Cohesive Forces

5 Must Know Facts For Your Next Test

1. Cohesive forces are responsible for the condensed state of matter (liquid and solid) and contribute to the surface tension and viscosity of liquids.
2. The strength of cohesive forces depends on the size and polarizability of the molecules, as well as the presence of functional groups capable of forming hydrogen bonds.
3. Cohesive forces are weaker than covalent bonds but stronger than the intermolecular forces that hold gases together, allowing liquids and solids to maintain their shape and volume.
4. Cohesive forces play a crucial role in the structure and stability of biological macromolecules, such as proteins and nucleic acids, which rely on noncovalent interactions for their folding and function.
5. Understanding cohesive forces is essential for predicting and explaining the physical and chemical properties of substances, as well as for designing new materials with desired characteristics.

Review Questions

• Explain how cohesive forces contribute to the physical properties of liquids.
  • Cohesive forces are responsible for the condensed state of liquids and contribute to their physical properties, such as surface tension and viscosity. The attractive forces between molecules in a liquid help hold the substance together, allowing it to maintain a defined volume and shape. Stronger cohesive forces result in higher surface tension, which can be observed in the formation of droplets, and greater viscosity, which affects the flow and resistance of the liquid. The specific strength of cohesive forces in a liquid depends on factors like the size and polarity of the molecules, as well as the presence of functional groups capable of hydrogen bonding.
• Describe the role of cohesive forces in the structure and stability of biological macromolecules.
  • Cohesive forces play a crucial role in the structure and stability of biological macromolecules, such as proteins and nucleic acids.

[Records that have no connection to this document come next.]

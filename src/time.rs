//! Wraparound-safe millisecond time arithmetic.
//!
//! The monotonic clock is a `u32` millisecond counter that wraps roughly
//! every 49.7 days. Every duration computed from two timestamps must go
//! through [`elapsed`] rather than plain subtraction, or a wrap will read as
//! a huge duration instead of a small one.

/// Milliseconds elapsed from `since` to `now`, correct across one wraparound
/// of the `u32` clock.
pub fn elapsed(now: u32, since: u32) -> u32 {
    now.wrapping_sub(since)
}

/// `true` iff at least `duration_ms` have elapsed from `since` to `now`.
pub fn has_elapsed(now: u32, since: u32, duration_ms: u32) -> bool {
    elapsed(now, since) >= duration_ms
}

#[cfg(test)]
mod tests {
    use super::*;

    #[test]
    fn elapsed_handles_wraparound() {
        let since = u32::MAX - 10;
        let now = 5u32;
        assert_eq!(elapsed(now, since), 16);
    }

    #[test]
    fn elapsed_is_zero_for_equal_timestamps() {
        assert_eq!(elapsed(42, 42), 0);
    }
}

These noncovalent interactions, including hydrogen bonding, van der Waals forces, and ionic interactions, help stabilize the three-dimensional folding of these large, complex molecules. The specific arrangement of cohesive forces between different regions of the macromolecule determines its overall shape and function. For example, the secondary and tertiary structures of proteins are maintained by a network of cohesive forces that hold the polypeptide chain in its functional conformation. Disrupting these cohesive forces can lead to changes in the macromolecule's structure and, consequently, its biological activity.
• Analyze how an understanding of cohesive forces can be applied to the design of new materials with desired properties.
  • By understanding the principles of cohesive forces, scientists and engineers can design new materials with specific physical and chemical properties. The strength and nature of cohesive forces between molecules or atoms can be manipulated to create substances with tailored characteristics. For example, the incorporation of functional groups capable of forming strong hydrogen bonds can increase the cohesive forces within a material, leading to higher melting and boiling points, increased viscosity, or enhanced mechanical strength. Conversely, the inclusion of bulky, nonpolar groups can weaken cohesive forces and result in materials with lower surface tension or reduced intermolecular interactions. This knowledge allows for the rational design of new materials, such as advanced polymers, ceramics, or composites, with applications in areas like energy storage, aerospace engineering, and biomedical technology.